After three years of waiting, Colorado House poised to debate civil unions bill

DENVER — It is the moment Colorado’s LGBT and allied community has been waiting for.

Colorado’s House of Representatives will, for the first time, debate a piece of legislation Monday that when passed will create a state recognized relationship status for same-sex couples here.

Members of the Colorado House of Representatives, and their families, on opening day of the Colorado General Assembly’s first regular session of 2013.
Photo: Evan Semon, Out Front Colorado

It is a debate three years in the making, and one supporters are sure to win. The debate, and formal vote on Tuesday, signals the last legislative lap before the bill is signed into law by Gov. John Hickenlooper, which he has promised to do.

The Colorado Civil Union Act, first introduced in 2011 by gay Denver Democrats state Sen. Pat Steadman and Rep. Mark Ferrandino, had been denied access to the full floor of the chamber by House GOP leadership in the two years leading up to Monday’s debate.

In 2011, the bill was killed by a House Judiciary Committee on a party-line vote.

The following year, state Rep. B.J. Nikkel, a Loveland Republican, joined all the Democrats on the same panel in supporting the measure, breathing new life into the politically charged legislation.

But in one of the most shocking conclusions of a regular session of the state’s General Assembly, then-Speaker of the House Frank McNulty, R-Highlands Ranch, and his leadership team, put the full House in recess until the constitutional clock ran out on the bill.
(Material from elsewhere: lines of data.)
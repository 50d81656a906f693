//! Schema types for describing provider, resource and data source structure.
//!
//! Every AppTrust resource and data source publishes a [`Schema`]. The schema
//! drives configuration validation (see [`crate::validation`]) and tells the
//! host which attributes are required, optional or computed.

use serde::{Deserialize, Serialize};
use std::collections::BTreeMap;

/// The type of an attribute value.
#[derive(Debug, Clone, PartialEq, Eq, Serialize, Deserialize)]
#[serde(rename_all = "snake_case")]
pub enum AttributeType {
    /// A string value.
    String,
    /// A 64-bit integer.
    Int64,
    /// A boolean value.
    Bool,
    /// A list of values of a single type.
    List(Box<AttributeType>),
    /// A map from string keys to values of a single type.
    Map(Box<AttributeType>),
    /// An object with a fixed set of attributes.
    Object(BTreeMap<String, AttributeType>),
}

impl AttributeType {
    /// Create a list type.
    pub fn list(element_type: AttributeType) -> Self {
        Self::List(Box::new(element_type))
    }

    /// Create a map type.
    pub fn map(element_type: AttributeType) -> Self {
        Self::Map(Box::new(element_type))
    }

    /// Create an object type from `(name, type)` pairs.
    pub fn object<'a>(attributes: impl IntoIterator<Item = (&'a str, AttributeType)>) -> Self {
        Self::Object(
            attributes
                .into_iter()
                .map(|(name, ty)| (name.to_string(), ty))
                .collect(),
        )
    }
}

/// Describes how an attribute can be used.
#[derive(Debug, Clone, Copy, PartialEq, Eq, Serialize, Deserialize, Default)]
pub struct AttributeFlags {
    /// The attribute is required in configuration.
    pub required: bool,
    /// The attribute is optional in configuration.
    pub optional: bool,
    /// The attribute is computed by the provider (read-only).
    pub computed: bool,
    /// The attribute is sensitive and should be hidden in logs/UI.
    pub sensitive: bool,
}

impl AttributeFlags {
    /// Create flags for a required attribute.
    pub fn required() -> Self {
        Self {
            required: true,
            ..Default::default()
        }
    }

    /// Create flags for an optional attribute.
    pub fn optional() -> Self {
        Self {
            optional: true,
            ..Default::default()
        }
    }

    /// Create flags for a computed attribute (read-only, set by provider).
    pub fn computed() -> Self {
        Self {
            computed: true,
            ..Default::default()
        }
    }

    /// Create flags for an optional+computed attribute (can be set, but has default from provider).
    pub fn optional_computed() -> Self {
        Self {
            optional: true,
            computed: true,
            ..Default::default()
        }
    }
}

/// Describes a single attribute in a schema.
#[derive(Debug, Clone, PartialEq, Serialize, Deserialize)]
pub struct Attribute {
    /// The type of the attribute.
    #[serde(rename = "type")]
    pub attr_type: AttributeType,
    /// Flags describing how the attribute can be used.
    #[serde(flatten)]
    pub flags: AttributeFlags,
    /// Human-readable description of the attribute.
    #[serde(skip_serializing_if = "Option::is_none")]
    pub description: Option<String>,
    /// If set, changing this attribute forces resource replacement.
    #[serde(default)]
    pub force_new: bool,
    /// Default value for the attribute.
    #[serde(skip_serializing_if = "Option::is_none")]
    pub default: Option<serde_json::Value>,
    /// Allowed values for an enumerated string attribute.
    #[serde(default, skip_serializing_if = "Vec::is_empty")]
    pub one_of: Vec<String>,
    /// Inclusive `(min, max)` bounds on the character length of a string.
    #[serde(skip_serializing_if = "Option::is_none")]
    pub length: Option<(usize, usize)>,
}

impl Attribute {
    /// Create a new attribute with the given type and flags.
    pub fn new(attr_type: AttributeType, flags: AttributeFlags) -> Self {
        Self {
            attr_type,
            flags,
            description: None,
            force_new: false,
            default: None,
            one_of: Vec::new(),
            length: None,
        }
    }

    /// Create a required string attribute.
    pub fn required_string() -> Self {
        Self::new(AttributeType::String, AttributeFlags::required())
    }

    /// Create an optional string attribute.
    pub fn optional_string() -> Self {
        Self::new(AttributeType::String, AttributeFlags::optional())
    }

    /// Create a computed string attribute.
    pub fn computed_string() -> Self {
        Self::new(AttributeType::String, AttributeFlags::computed())
    }

    /// Create a computed attribute of any type.
    pub fn computed(attr_type: AttributeType) -> Self {
        Self::new(attr_type, AttributeFlags::computed())
    }

    /// Create an optional string attribute that falls back to a provider default.
    pub fn optional_computed_string() -> Self {
        Self::new(AttributeType::String, AttributeFlags::optional_computed())
    }

    /// Create an optional int64 attribute.
    pub fn optional_int64() -> Self {
        Self::new(AttributeType::Int64, AttributeFlags::optional())
    }

    /// Create a computed int64 attribute.
    pub fn computed_int64() -> Self {
        Self::new(AttributeType::Int64, AttributeFlags::computed())
    }

    /// Create an optional bool attribute.
    pub fn optional_bool() -> Self {
        Self::new(AttributeType::Bool, AttributeFlags::optional())
    }

    /// Create an optional list of strings.
    pub fn optional_string_list() -> Self {
        Self::new(
            AttributeType::list(AttributeType::String),
            AttributeFlags::optional(),
        )
    }

    /// Create an optional string-to-string map.
    pub fn optional_string_map() -> Self {
        Self::new(
            AttributeType::map(AttributeType::String),
            AttributeFlags::optional(),
        )
    }

    /// Set the description for this attribute.
    pub fn with_description(mut self, description: impl Into<String>) -> Self {
        self.description = Some(description.into());
        self
    }

    /// Mark this attribute as forcing resource replacement when changed.
    pub fn with_force_new(mut self) -> Self {
        self.force_new = true;
        self
    }

    /// Set a default value for this attribute.
    pub fn with_default(mut self, default: serde_json::Value) -> Self {
        self.default = Some(default);
        self
    }

    /// Restrict a string attribute to a fixed set of values.
    pub fn with_one_of(mut self, values: &[&str]) -> Self {
        self.one_of = values.iter().map(|v| v.to_string()).collect();
        self
    }

    /// Bound the character length of a string attribute.
    pub fn with_length(mut self, min: usize, max: usize) -> Self {
        self.length = Some((min, max));
        self
    }

    /// Mark this attribute as sensitive.
    pub fn sensitive(mut self) -> Self {
        self.flags.sensitive = true;
        self
    }
}

/// Schema for a resource or data source.
#[derive(Debug, Clone, PartialEq, Serialize, Deserialize)]
pub struct Schema {
    /// The version of this schema (for state upgrades).
    #[serde(default)]
    pub version: u64,
    /// The attributes, keyed by name.
    #[serde(default)]
    pub attributes: BTreeMap<String, Attribute>,
    /// Human-readable description of the resource or data source.
    #[serde(skip_serializing_if = "Option::is_none")]
    pub description: Option<String>,
}

impl Schema {
    /// Create a new schema with the given version.
    pub fn new(version: u64) -> Self {
        Self {
            version,
            attributes: BTreeMap::new(),
            description: None,
        }
    }

    /// Create a schema at version 0.
    pub fn v0() -> Self {
        Self::new(0)
    }

    /// Add an attribute to the schema.
    pub fn with_attribute(mut self, name: impl Into<String>, attr: Attribute) -> Self {
        self.attributes.insert(name.into(), attr);
        self
    }

    /// Set the description for this schema.
    pub fn with_description(mut self, description: impl Into<String>) -> Self {
        self.description = Some(description.into());
        self
    }
}

impl Default for Schema {
    fn default() -> Self {
        Self::v0()
    }
}

/// Schema for the provider configuration.
#[derive(Debug, Clone, PartialEq, Serialize, Deserialize, Default)]
pub struct ProviderSchema {
    /// Schema for provider configuration.
    #[serde(default)]
    pub provider: Schema,
    /// Schemas for each resource type.
    #[serde(default)]
    pub resources: BTreeMap<String, Schema>,
    /// Schemas for each data source type.
    #[serde(default)]
    pub data_sources: BTreeMap<String, Schema>,
}

impl ProviderSchema {
    /// Create a new empty provider schema.
    pub fn new() -> Self {
        Self::default()
    }

    /// Set the provider configuration schema.
    pub fn with_provider_config(mut self, schema: Schema) -> Self {
        self.provider = schema;
        self
    }

    /// Add a resource schema.
    pub fn with_resource(mut self, name: impl Into<String>, schema: Schema) -> Self {
        self.resources.insert(name.into(), schema);
        self
    }

    /// Add a data source schema.
    pub fn with_data_source(mut self, name: impl Into<String>, schema: Schema) -> Self {
        self.data_sources.insert(name.into(), schema);
        self
    }
}

/// Diagnostic severity level.
#[derive(Debug, Clone, Copy, PartialEq, Eq, Serialize, Deserialize)]
#[serde(rename_all = "lowercase")]
pub enum DiagnosticSeverity {
    /// An error that prevents the operation from completing.
    Error,
    /// A warning that doesn't prevent the operation but should be addressed.
    Warning,
}

/// A diagnostic message from the provider.
#[derive(Debug, Clone, PartialEq, Eq, Serialize, Deserialize)]
pub struct Diagnostic {
    /// The severity of the diagnostic.
    pub severity: DiagnosticSeverity,
    /// A short summary of the issue.
    pub summary: String,
    /// A detailed description of the issue.
    #[serde(skip_serializing_if = "Option::is_none")]
    pub detail: Option<String>,
    /// The attribute path where the issue occurred.
    #[serde(skip_serializing_if = "Option::is_none")]
    pub attribute: Option<String>,
}

impl Diagnostic {
    /// Create an error diagnostic.
    pub fn error(summary: impl Into<String>) -> Self {
        Self {
            severity: DiagnosticSeverity::Error,
            summary: summary.into(),
            detail: None,
            attribute: None,
        }
    }

    /// Create a warning diagnostic.
    pub fn warning(summary: impl Into<String>) -> Self {
        Self {
            severity: DiagnosticSeverity::Warning,
            summary: summary.into(),
            detail: None,
            attribute: None,
        }
    }

    /// Add detail to this diagnostic.
    pub fn with_detail(mut self, detail: impl Into<String>) -> Self {
        self.detail = Some(detail.into());
        self
    }

    /// Set the attribute path for this diagnostic.
    pub fn with_attribute(mut self, attribute: impl Into<String>) -> Self {
        self.attribute = Some(attribute.into());
        self
    }

    /// Whether this diagnostic is an error.
    pub fn is_error(&self) -> bool {
        self.severity == DiagnosticSeverity::Error
    }
}

/// Whether any diagnostic in the list is an error.
pub fn has_errors(diagnostics: &[Diagnostic]) -> bool {
    diagnostics.iter().any(Diagnostic::is_error)
}

/// Fold error diagnostics into a single summary line, `None` if there are none.
pub fn summarize_errors(diagnostics: &[Diagnostic]) -> Option<String> {
    let errors: Vec<String> = diagnostics
        .iter()
        .filter(|d| d.is_error())
        .map(|d| match &d.detail {
            Some(detail) => format!("{}: {}", d.summary, detail),
            None => d.summary.clone(),
        })
        .collect();
    if errors.is_empty() {
        None
    } else {
        Some(errors.join("; "))
    }
}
Democrats had attempted a procedural measure of their own to force a debate on the bill.

Despite a second chance to debate the bill, House Republicans sent another version of the legislation to a kill committee during a 2012 special session called by Hickenlooper.

Opponents of the bill have claimed the legislation thwarts the will of the voters who in 2006 approved a state constitutional amendment defining marriage between a man and a woman. The same election year, a referendum to create domestic partnerships was killed at the ballot box.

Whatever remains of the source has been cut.